> **Your task**
Every line holding the string "DoubleByteTable" should be copied out of the listing.

*** Begin section ***

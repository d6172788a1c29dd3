//! Logical lookup tables and the record classifier.
//!
//! A [`Classifier`] consumes [`MappingEntry`] values one at a time and routes
//! each into exactly one destination:
//!
//! - composite list, if the record has a secondary code point;
//! - supplement list, if the primary code point is beyond the BMP;
//! - the single-byte or double-byte dense table otherwise, also marking the
//!   primary's high byte in the [`EncodeIndex`].
//!
//! Records are last-write-wins per byte sequence: a later record replaces an
//! earlier one wherever that one was stored, so every byte sequence ends up in
//! at most one destination.

use tracing::{debug, warn};

use crate::error::{MapError, Result};
use crate::mapping::{EntryKind, MappingEntry, UNMAPPABLE};
use crate::options::{DbcsLayout, GenerateOptions, OutOfBandPolicy};

/// Decoded values for every single byte.
#[derive(Debug, Clone, PartialEq, Eq)]
pub struct SingleByteTable {
    slots: [u32; 256],
}

impl SingleByteTable {
    /// ASCII-transparent table: `0x00..=0x7F` map to themselves, the rest are
    /// [`UNMAPPABLE`].
    pub fn new() -> Self {
        let mut slots = [UNMAPPABLE; 256];
        for (byte, slot) in slots.iter_mut().enumerate().take(0x80) {
            *slot = byte as u32;
        }
        Self { slots }
    }

    /// Decoded value for `byte`.
    pub fn get(&self, byte: u8) -> u32 {
        self.slots[usize::from(byte)]
    }

    /// Overwrite the decoded value for `byte`.
    pub fn set(&mut self, byte: u8, code_point: u32) {
        self.slots[usize::from(byte)] = code_point;
    }

    /// All 256 slots in byte order.
    pub fn slots(&self) -> &[u32; 256] {
        &self.slots
    }
}

impl Default for SingleByteTable {
    fn default() -> Self {
        Self::new()
    }
}

/// Decoded values for every two-byte sequence, indexed by the big-endian pair.
#[derive(Debug, Clone, PartialEq, Eq)]
pub struct DoubleByteTable {
    slots: Box<[u32]>,
}

impl DoubleByteTable {
    /// A table with all 65536 slots [`UNMAPPABLE`].
    pub fn new() -> Self {
        Self {
            slots: vec![UNMAPPABLE; 0x1_0000].into_boxed_slice(),
        }
    }

    /// Decoded value for `byte_seq`.
    pub fn get(&self, byte_seq: u16) -> u32 {
        self.slots[usize::from(byte_seq)]
    }

    /// Overwrite the decoded value for `byte_seq`.
    pub fn set(&mut self, byte_seq: u16, code_point: u32) {
        self.slots[usize::from(byte_seq)] = code_point;
    }
}

impl Default for DoubleByteTable {
    fn default() -> Self {
        Self::new()
    }
}

/// One presence flag per high byte of the BMP.
///
/// Set whenever a dense record maps to a code point in that 256-code-point
/// block, so an encoder can skip blocks nothing maps to.
#[derive(Debug, Clone, PartialEq, Eq)]
pub struct EncodeIndex {
    present: [bool; 256],
}

impl EncodeIndex {
    /// An index with no block marked.
    pub fn new() -> Self {
        Self {
            present: [false; 256],
        }
    }

    /// Mark the block containing `code_point`. Only BMP code points are marked.
    pub fn mark(&mut self, code_point: u32) {
        if let Ok(high) = u8::try_from(code_point >> 8) {
            self.present[usize::from(high)] = true;
        }
    }

    /// Whether block `high` (code points `high << 8 ..= high << 8 | 0xFF`) is marked.
    pub fn contains(&self, high: u8) -> bool {
        self.present[usize::from(high)]
    }

    /// Number of marked blocks.
    pub fn count(&self) -> usize {
        self.present.iter().filter(|&&p| p).count()
    }

    /// All 256 flags in block order.
    pub fn flags(&self) -> &[bool; 256] {
        &self.present
    }
}

impl Default for EncodeIndex {
    fn default() -> Self {
        Self::new()
    }
}

/// The four populated structures a table blob is encoded from.
#[derive(Debug, Clone, Default, PartialEq, Eq)]
pub struct MappingTables {
    /// Single-byte decode table.
    pub single: SingleByteTable,
    /// Double-byte decode table.
    pub double: DoubleByteTable,
    /// Encode-side presence index.
    pub index: EncodeIndex,
    /// Records beyond the BMP, in encounter order.
    pub supplement: Vec<MappingEntry>,
    /// Two-code-point records, in encounter order.
    pub composite: Vec<MappingEntry>,
}

impl MappingTables {
    /// Freshly initialised, empty tables.
    pub fn new() -> Self {
        Self::default()
    }
}

/// Where [`Classifier::push`] placed a record.
#[derive(Debug, Clone, Copy, PartialEq, Eq)]
pub enum Placement {
    /// Stored in the single-byte table.
    SingleByte,
    /// Stored in the double-byte table.
    DoubleByte,
    /// Appended to the supplement list.
    Supplement,
    /// Appended to the composite list.
    Composite,
    /// Dropped: double-byte sequence outside the layout.
    Ignored,
}

/// Per-destination record counts.
#[derive(Debug, Clone, Copy, Default, PartialEq, Eq)]
pub struct ClassifyStats {
    /// Records stored in the single-byte table (overwrites included).
    pub single_byte: usize,
    /// Records stored in the double-byte table (overwrites included).
    pub double_byte: usize,
    /// Records appended to the supplement list (later replaced ones included).
    pub supplement: usize,
    /// Records appended to the composite list (later replaced ones included).
    pub composite: usize,
    /// Out-of-band records dropped.
    pub ignored: usize,
    /// Records that replaced an earlier mapping for the same byte sequence.
    pub overwritten: usize,
}

impl ClassifyStats {
    /// Total records seen.
    pub fn total(&self) -> usize {
        self.single_byte + self.double_byte + self.supplement + self.composite + self.ignored
    }
}

/// Streaming record classifier.
#[derive(Debug)]
pub struct Classifier {
    layout: DbcsLayout,
    out_of_band: OutOfBandPolicy,
    tables: MappingTables,
    stats: ClassifyStats,
    // Distinguishes a re-mapping from the initial ASCII/unmappable defaults.
    assigned_single: [bool; 256],
}

impl Classifier {
    /// A classifier with empty tables.
    pub fn new(options: &GenerateOptions) -> Self {
        Self {
            layout: options.layout,
            out_of_band: options.out_of_band,
            tables: MappingTables::new(),
            stats: ClassifyStats::default(),
            assigned_single: [false; 256],
        }
    }

    /// Route one record into its destination table.
    ///
    /// # Errors
    ///
    /// [`MapError::OutOfBand`] for a double-byte sequence outside the layout
    /// when the policy is [`OutOfBandPolicy::Reject`].
    pub fn push(&mut self, entry: MappingEntry) -> Result<Placement> {
        let kind = entry.kind();
        if kind == EntryKind::Dense
            && !entry.is_single_byte()
            && self.layout.band_of(entry.byte_seq).is_none()
        {
            return self.out_of_band(&entry);
        }
        self.evict(&entry);

        let placement = match kind {
            EntryKind::Composite => {
                self.tables.composite.push(entry);
                self.stats.composite += 1;
                Placement::Composite
            }
            EntryKind::Supplement => {
                self.tables.supplement.push(entry);
                self.stats.supplement += 1;
                Placement::Supplement
            }
            EntryKind::Dense if entry.is_single_byte() => {
                self.tables.single.set(entry.byte_seq as u8, entry.primary);
                self.tables.index.mark(entry.primary);
                self.stats.single_byte += 1;
                Placement::SingleByte
            }
            EntryKind::Dense => {
                self.tables.double.set(entry.byte_seq, entry.primary);
                self.tables.index.mark(entry.primary);
                self.stats.double_byte += 1;
                Placement::DoubleByte
            }
        };
        Ok(placement)
    }

    /// Clear whatever an earlier record stored for `entry.byte_seq`, so each
    /// byte sequence has exactly one owner among the dense slot and the lists.
    ///
    /// A single-byte slot is reset to [`UNMAPPABLE`] even when it only held
    /// the ASCII default.
    fn evict(&mut self, entry: &MappingEntry) {
        let byte_seq = entry.byte_seq;
        let dense = if entry.is_single_byte() {
            let byte = byte_seq as u8;
            let assigned = std::mem::replace(&mut self.assigned_single[usize::from(byte)], true);
            let previous = self.tables.single.get(byte);
            self.tables.single.set(byte, UNMAPPABLE);
            assigned.then_some(previous)
        } else {
            let previous = self.tables.double.get(byte_seq);
            self.tables.double.set(byte_seq, UNMAPPABLE);
            (previous != UNMAPPABLE).then_some(previous)
        };

        let listed = self.tables.supplement.len() + self.tables.composite.len();
        self.tables.supplement.retain(|e| e.byte_seq != byte_seq);
        self.tables.composite.retain(|e| e.byte_seq != byte_seq);
        let dropped = listed - self.tables.supplement.len() - self.tables.composite.len();

        if dense.is_some() || dropped > 0 {
            let previous = dense
                .filter(|&cp| cp != UNMAPPABLE)
                .map_or_else(|| "list entry".to_string(), |cp| format!("U+{cp:04X}"));
            debug!(
                line = entry.line,
                byte_seq = format_args!("{byte_seq:#06X}"),
                previous = %previous,
                dropped_list_entries = dropped,
                "duplicate byte sequence, later mapping wins"
            );
            self.stats.overwritten += 1;
        }
    }

    fn out_of_band(&mut self, entry: &MappingEntry) -> Result<Placement> {
        match self.out_of_band {
            OutOfBandPolicy::Reject => Err(MapError::OutOfBand {
                line: entry.line,
                byte_seq: entry.byte_seq,
            }),
            OutOfBandPolicy::Ignore => {
                warn!(
                    line = entry.line,
                    byte_seq = format_args!("{:#06X}", entry.byte_seq),
                    "ignoring double-byte sequence outside the configured bands"
                );
                self.stats.ignored += 1;
                Ok(Placement::Ignored)
            }
        }
    }

    /// Counts so far.
    pub fn stats(&self) -> ClassifyStats {
        self.stats
    }

    /// Tables built so far.
    pub fn tables(&self) -> &MappingTables {
        &self.tables
    }

    /// Consume the classifier, returning the populated tables.
    pub fn finish(self) -> MappingTables {
        self.tables
    }
}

*** End section ***

> **Output for this task**
pub struct DoubleByteTable {
impl DoubleByteTable {
impl Default for DoubleByteTable {
    pub double: DoubleByteTable,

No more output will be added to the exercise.